Литмир - Электронная Библиотека
A
A

Сейчас я в темных очках все время. Подумай, Петя, как тяжело мне не читать. Комвуз мой пропал, я заявил о невозможности из-за слепоты продолжать учиться и вообще не знаю, если мне не удастся возвратить глаз хоть один к действию, то мне придется решать весьма тяжелые вопросы. Для чего тогда жить? Я, как большевик, должен буду вынести решение о расстреле организма, сдавшего все позиции и ставшего совершенно ненужным никому, ни обществу, а тем самым и мне… Я так забежал в угол и морально и физически…»

Под знаком «минус» прошел и 1929 год.

«Этот минус, еще немножко увеличившись, может зачеркнуть жизнь», — писал Островский.

И мать и жена с тревогой следят за этим новым кризисом…

«Ох, какие мучения он, бедняга, переживает. Недели три-четыре тому назад у него был страшный сердечный припадок, во время которого у него в горле было слышно предсмертное клокотание»[45].

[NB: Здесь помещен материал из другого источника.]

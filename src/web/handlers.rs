use crate::app::App;
use crate::models::{UploadResult, UploadedFile};
use crate::{views, Error, Result};
use axum::extract::{Multipart, Query, State};
use axum::response::Html;
use futures_util::stream::{self, Stream};
use serde::Deserialize;
use std::sync::Arc;
use tracing::{debug, info};

/// Multipart field carrying uploaded files.
pub const FILES_FIELD: &str = "files";

pub async fn index() -> Result<Html<String>> {
    Ok(Html(views::index()?))
}

/// Read the next `files` part that carries a file name, skipping everything else.
async fn next_file(multipart: &mut Multipart) -> Result<Option<UploadedFile>> {
    while let Some(field) = multipart
        .next_field()
        .await
        .map_err(|e| Error::BadRequest(format!("Failed to parse multipart data: {}", e)))?
    {
        if field.name() != Some(FILES_FIELD) {
            debug!("Ignoring multipart field {:?}", field.name());
            continue;
        }
        let Some(name) = field.file_name().map(str::to_string) else {
            debug!("Ignoring files part without a file name");
            continue;
        };

        let content = field
            .bytes()
            .await
            .map_err(|e| Error::BadRequest(format!("Failed to read {}: {}", name, e)))?;
        return Ok(Some(UploadedFile::new(name, content)));
    }
    Ok(None)
}

/// Uploaded files in request order, read one part at a time as the stream is polled.
fn uploaded_files(multipart: Multipart) -> impl Stream<Item = Result<UploadedFile>> {
    stream::unfold(Some(multipart), |state| async move {
        let mut multipart = state?;
        match next_file(&mut multipart).await {
            Ok(Some(file)) => Some((Ok(file), Some(multipart))),
            Ok(None) => None,
            Err(e) => Some((Err(e), None)),
        }
    })
}

/// Store every uploaded file in order and render the outcome of the last one.
pub async fn upload_files(
    State(app): State<Arc<App>>,
    multipart: Multipart,
) -> Result<Html<String>> {
    let page = match app.upload_files(uploaded_files(multipart)).await? {
        Some(UploadResult {
            success: true,
            locator,
            ..
        }) => {
            let locator = locator.unwrap_or_default();
            info!("Upload complete: {}", locator);
            views::upload_success(&locator)?
        }
        Some(result) => views::upload_error(result.error_message.as_deref())?,
        None => views::upload_error(None)?,
    };
    Ok(Html(page))
}

#[derive(Debug, Deserialize)]
pub struct MirrorQuery {
    pub url: Option<String>,
}

pub async fn upload_file_by_url(
    State(app): State<Arc<App>>,
    Query(query): Query<MirrorQuery>,
) -> Result<String> {
    let url = query.url.unwrap_or_default();
    if url.trim().is_empty() {
        return Err(Error::BadRequest("url must not be blank".to_string()));
    }
    app.mirror(&url).await
}
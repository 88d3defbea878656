use anyhow::{Context, Result};
use clap::Parser;
use std::sync::Arc;
use tracing::{error, info};
use tracing_subscriber::{layer::SubscriberExt, util::SubscriberInitExt};
use upload_relay::app::App;
use upload_relay::models::{Config, StorageBackend};
use upload_relay::web;

#[derive(Debug, Parser)]
#[command(name = "upload-relay")]
#[command(about = "Relay uploaded files to a CDN, blob storage or local disk")]
struct CliArgs {
    /// Storage backend, overriding STORAGE_BACKEND.
    #[arg(long, value_enum)]
    backend: Option<StorageBackend>,

    /// Listen address, overriding BIND_ADDR.
    #[arg(long, value_name = "ADDR")]
    bind: Option<String>,
}

#[tokio::main]
async fn main() -> Result<()> {
    tracing_subscriber::registry()
        .with(
            tracing_subscriber::EnvFilter::try_from_default_env()
                .unwrap_or_else(|_| "upload_relay=info,tower_http=info".into()),
        )
        .with(tracing_subscriber::fmt::layer())
        .init();

    let args = CliArgs::parse();

    let mut config = Config::from_env()?;
    if let Some(backend) = args.backend {
        config.storage_backend = backend;
    }
    if let Some(bind) = args.bind {
        config.bind_addr = bind;
    }

    let app = match App::new(&config) {
        Ok(app) => Arc::new(app),
        Err(e) => {
            error!("Failed to initialize application: {}", e);
            std::process::exit(1);
        }
    };

    let router = web::create_app(app, &config.web_root);
    let listener = tokio::net::TcpListener::bind(&config.bind_addr)
        .await
        .with_context(|| format!("Failed to bind {}", config.bind_addr))?;

    info!(
        "Starting upload-relay on {} (storage: {})",
        config.bind_addr, config.storage_backend
    );
    axum::serve(listener, router).await?;

    Ok(())
}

«Коля лежит навзничь все время, как из Мацесты приехал, и ноги не поднимет сам, если ее не поднять, и рукой дальше не достает, только до рта, а до волос не подымет руки. С боку на бок тоже не перевернуться и лечь не может на бок, а только все время лежит на спине. С глазами у него плохо, почти ничего не видит. И врач ему через три дня делает укол в руку и около глаз — приготовляет его к операции. Аппетит у него плохой. Нервный и места себе не приберет. Одним словом, горе… Что он переносит, это нечеловеческие силы нужны»[46].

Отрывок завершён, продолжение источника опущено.